Other previous business ventures connected to Angel Cruz include Global Private Housing and Financing and Global Private Bridge & Highway Administration Group.


FLORIDA v. JOHN PHILIP ELLIS SR., FLORIDA v. ROBERT KOCH, FLORIDA v. JEFFREY POLLARD, FLORIDA v. MARK KENNEDY, FLORIDA v. EDWARD G. RICCARDI, and FLORIDA v. SHARON ALFONSO were six related 1999-2002 Florida federal criminal court cases. John P. Ellis Sr. was the organizer of three companies called American Asset Protection, International Asset Protection Trust, and Capital Strategies, which had offices in Boynton Beach, West Palm Beach, and Okeechobee, Florida. John Ellis and his sales staff sold so-called "foreign" common-law trusts that they claimed did not require the need to file federal tax returns. Customers were told that if they bought a trust from Ellis that they and their ownership interest could remain secret and continue to control the property placed in the trust by their being named manager of the trust. John Ellis and some staffers reportedly claimed that they were "sovereign citizens", and many if not most of Ellis's customers were members of Florida's "sovereign citizen" community.

In October 1999, John Philip Ellis Sr., then age 49, was charged with conspiracy to obstruct and impede the Internal Revenue Service in the assessment and collection of taxes, obstruction of justice, and structuring financial transactions to avoid the bank reporting requirement. Robert Koch, Sharon Alfonso, Mark Kennedy, Jeffrey Pollard and Edward G. Riccardi were charged with conspiracy to obstruct and impede the IRS in the assessment and collection of taxes. It was alleged that between 1993 and 1999 that Ellis's companies sold more than 360 trusts to over 150 customers, costing $6000.00 to $23,000.00 each, which eventually caused the federal government loss of 5 million tax dollars.

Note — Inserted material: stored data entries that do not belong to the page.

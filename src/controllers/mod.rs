pub mod activity_controller;
pub mod document_controller;
pub mod expense_controller;
pub mod lodging_controller;
pub mod stop_controller;
pub mod transport_controller;
pub mod trip_controller;
use chrono::NaiveDate;
use serde::{Deserialize, Serialize};
use validator::{Validate, ValidationError};

use crate::models::stop::{Stop, StopFields};
use crate::utils::validation::{non_empty, validate_date_order, validate_not_blank};

/// Datos de una parada, usados al crear y al editar
#[derive(Debug, Clone, Deserialize, Validate)]
#[validate(schema(function = "validate_stop_dates"))]
pub struct StopRequest {
    #[serde(alias = "destino")]
    #[validate(length(max = 100), custom = "validate_not_blank")]
    pub destination: String,
    #[serde(alias = "fecha_llegada")]
    pub arrival_date: NaiveDate,
    #[serde(alias = "fecha_salida")]
    pub departure_date: NaiveDate,
    #[serde(default, alias = "notas")]
    pub notes: Option<String>,
}

fn validate_stop_dates(request: &StopRequest) -> Result<(), ValidationError> {
    validate_date_order(request.arrival_date, request.departure_date)
}

impl From<StopRequest> for StopFields {
    fn from(request: StopRequest) -> Self {
        StopFields {
            destination: request.destination.trim().to_string(),
            arrival_date: request.arrival_date,
            departure_date: request.departure_date,
            notes: non_empty(request.notes),
        }
    }
}

/// Posición destino de un movimiento manual (1-indexada)
#[derive(Debug, Deserialize)]
pub struct ReorderStopRequest {
    #[serde(default, alias = "nuevo_orden")]
    pub target_position: Option<i64>,
}

#[derive(Debug, Serialize)]
pub struct StopResponse {
    pub id: i64,
    pub trip_id: i64,
    pub destination: String,
    pub position: i32,
    pub arrival_date: NaiveDate,
    pub departure_date: NaiveDate,
    pub nights: i64,
    pub notes: Option<String>,
}

impl From<Stop> for StopResponse {
    fn from(stop: Stop) -> Self {
        Self {
            nights: stop.nights(),
            id: stop.id,
            trip_id: stop.trip_id,
            destination: stop.destination,
            position: stop.position,
            arrival_date: stop.arrival_date,
            departure_date: stop.departure_date,
            notes: stop.notes,
        }
    }
}

#[cfg(test)]
mod tests {
    use super::*;
    use serde_json::json;

    #[test]
    fn test_accepts_spanish_field_names() {
        let request: StopRequest = serde_json::from_value(json!({
            "destino": "Cusco",
            "fecha_llegada": "2024-03-01",
            "fecha_salida": "2024-03-04",
            "notas": "  "
        }))
        .unwrap();
        assert!(request.validate().is_ok());

        let fields = StopFields::from(request);
        assert_eq!(fields.destination, "Cusco");
        assert_eq!(fields.notes, None);
    }

    #[test]
    fn test_departure_before_arrival_is_rejected() {
        let request: StopRequest = serde_json::from_value(json!({
            "destination": "Lima",
            "arrival_date": "2024-03-04",
            "departure_date": "2024-03-01"
        }))
        .unwrap();
        assert!(request.validate().is_err());
    }

    #[test]
    fn test_blank_destination_is_rejected() {
        let request: StopRequest = serde_json::from_value(json!({
            "destination": "   ",
            "arrival_date": "2024-03-01",
            "departure_date": "2024-03-01"
        }))
        .unwrap();
        assert!(request.validate().is_err());
    }

    #[test]
    fn test_reorder_alias_and_missing_target() {
        let request: ReorderStopRequest = serde_json::from_value(json!({"nuevo_orden": 2})).unwrap();
        assert_eq!(request.target_position, Some(2));

        let request: ReorderStopRequest = serde_json::from_value(json!({})).unwrap();
        assert_eq!(request.target_position, None);
    }
}
//! Vencimiento de documentos, estadísticas y revisión antes del viaje

use std::collections::BTreeMap;

use chrono::{Duration, NaiveDate};
use serde::Serialize;

use crate::models::document::Document;

#[derive(Debug, Clone, Copy, PartialEq, Eq, Serialize)]
#[serde(rename_all = "lowercase")]
pub enum ExpiryStatus {
    Expired,
    Expiring,
    Valid,
    Undated,
}

impl ExpiryStatus {
    pub fn classify(expires_on: Option<NaiveDate>, today: NaiveDate, warning_days: i64) -> Self {
        match expires_on {
            None => ExpiryStatus::Undated,
            Some(date) if date < today => ExpiryStatus::Expired,
            Some(date) if date <= today + Duration::days(warning_days) => ExpiryStatus::Expiring,
            Some(_) => ExpiryStatus::Valid,
        }
    }
}

/// Documentos de un viaje separados por estado de vencimiento
#[derive(Debug, Default, Serialize)]
pub struct ExpiryReport {
    pub warning_days: i64,
    pub expired: Vec<Document>,
    pub expiring: Vec<Document>,
    pub valid: Vec<Document>,
    pub undated: Vec<Document>,
}

impl ExpiryReport {
    pub fn build(documents: Vec<Document>, today: NaiveDate, warning_days: i64) -> Self {
        let mut report = ExpiryReport {
            warning_days,
            ..Default::default()
        };
        for document in documents {
            match ExpiryStatus::classify(document.expires_on, today, warning_days) {
                ExpiryStatus::Expired => report.expired.push(document),
                ExpiryStatus::Expiring => report.expiring.push(document),
                ExpiryStatus::Valid => report.valid.push(document),
                ExpiryStatus::Undated => report.undated.push(document),
            }
        }
        report
    }

    /// Documentos que requieren atención
    pub fn needs_attention(&self) -> usize {
        self.expired.len() + self.expiring.len()
    }
}

/// Ventana usada para marcar documentos críticos en la revisión del viaje
pub const CRITICAL_WARNING_DAYS: i64 = 15;

/// Tipos esenciales y recomendados, con los nombres aceptados para cada uno
const ESSENTIAL_KINDS: &[(&str, &[&str])] = &[
    ("pasaporte", &["pasaporte", "passport"]),
    ("visa", &["visa"]),
    ("seguro", &["seguro", "insurance"]),
];
const RECOMMENDED_KINDS: &[(&str, &[&str])] = &[
    ("reserva", &["reserva", "booking", "reservation"]),
    ("ticket", &["ticket", "boleto"]),
];

#[derive(Debug, Clone, PartialEq, Serialize)]
pub struct DocumentStats {
    pub total: usize,
    pub with_expiry: usize,
    pub without_expiry: usize,
    pub expired: usize,
    pub expiring: usize,
    pub valid: usize,
    pub needs_attention: usize,
    pub by_kind: BTreeMap<String, usize>,
}

impl DocumentStats {
    pub fn build(documents: &[Document], today: NaiveDate, warning_days: i64) -> Self {
        let mut stats = DocumentStats {
            total: documents.len(),
            with_expiry: 0,
            without_expiry: 0,
            expired: 0,
            expiring: 0,
            valid: 0,
            needs_attention: 0,
            by_kind: BTreeMap::new(),
        };
        for document in documents {
            *stats.by_kind.entry(document.kind.clone()).or_insert(0) += 1;
            match ExpiryStatus::classify(document.expires_on, today, warning_days) {
                ExpiryStatus::Expired => stats.expired += 1,
                ExpiryStatus::Expiring => stats.expiring += 1,
                ExpiryStatus::Valid => stats.valid += 1,
                ExpiryStatus::Undated => stats.without_expiry += 1,
            }
        }
        stats.with_expiry = stats.total - stats.without_expiry;
        stats.needs_attention = stats.expired + stats.expiring;
        stats
    }
}

/// Documentos que faltan o requieren atención antes de viajar
#[derive(Debug, Serialize)]
pub struct DocumentCheck {
    pub complete: bool,
    pub total_documents: usize,
    pub missing_essential: Vec<&'static str>,
    pub missing_recommended: Vec<&'static str>,
    pub critical: Vec<Document>,
}

fn missing(kinds: &[(&'static str, &[&str])], present: &[String]) -> Vec<&'static str> {
    kinds
        .iter()
        .filter(|(_, names)| !present.iter().any(|kind| names.contains(&kind.as_str())))
        .map(|&(kind, _)| kind)
        .collect()
}

impl DocumentCheck {
    pub fn build(documents: Vec<Document>, today: NaiveDate) -> Self {
        let present: Vec<String> = documents.iter().map(|d| d.kind.trim().to_lowercase()).collect();
        let missing_essential = missing(ESSENTIAL_KINDS, &present);
        let missing_recommended = missing(RECOMMENDED_KINDS, &present);
        let total_documents = documents.len();

        let report = ExpiryReport::build(documents, today, CRITICAL_WARNING_DAYS);
        let critical: Vec<Document> = report.expired.into_iter().chain(report.expiring).collect();

        Self {
            complete: missing_essential.is_empty() && critical.is_empty(),
            total_documents,
            missing_essential,
            missing_recommended,
            critical,
        }
    }
}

Kennedy, Alfonso, and Riccardi eventually cut a plea deal to plead guilty to one count of conspiracy in exchange for their assistance in the prosecution of the other three defendants. Their sentences ranged from a year on house arrest to 21 months in prison.

John P. Ellis Sr. was convicted by a federal jury on the conspiracy and obstruction charges only, and was sentenced to 126 months in prison. Jeff Pollard, age 46, was convicted and received a prison term of 60 months. Bob Koch, age 51, also was convicted, and received a  sentence of 58 months.

During the trial, when John Ellis Sr. took the witness stand to testify in his own defense, Ellis refused to "swear" to tell the truth. When Ellis began quoting Matthew 5:34-37, the judge cut off Ellis's explanation and removed the jury from the courtroom. After that session, "acquaintances" of John Ellis explained to reporters that John Philip Ellis Sr. was a Jehovah's Witness -- who supposedly are forbidden to swear oaths.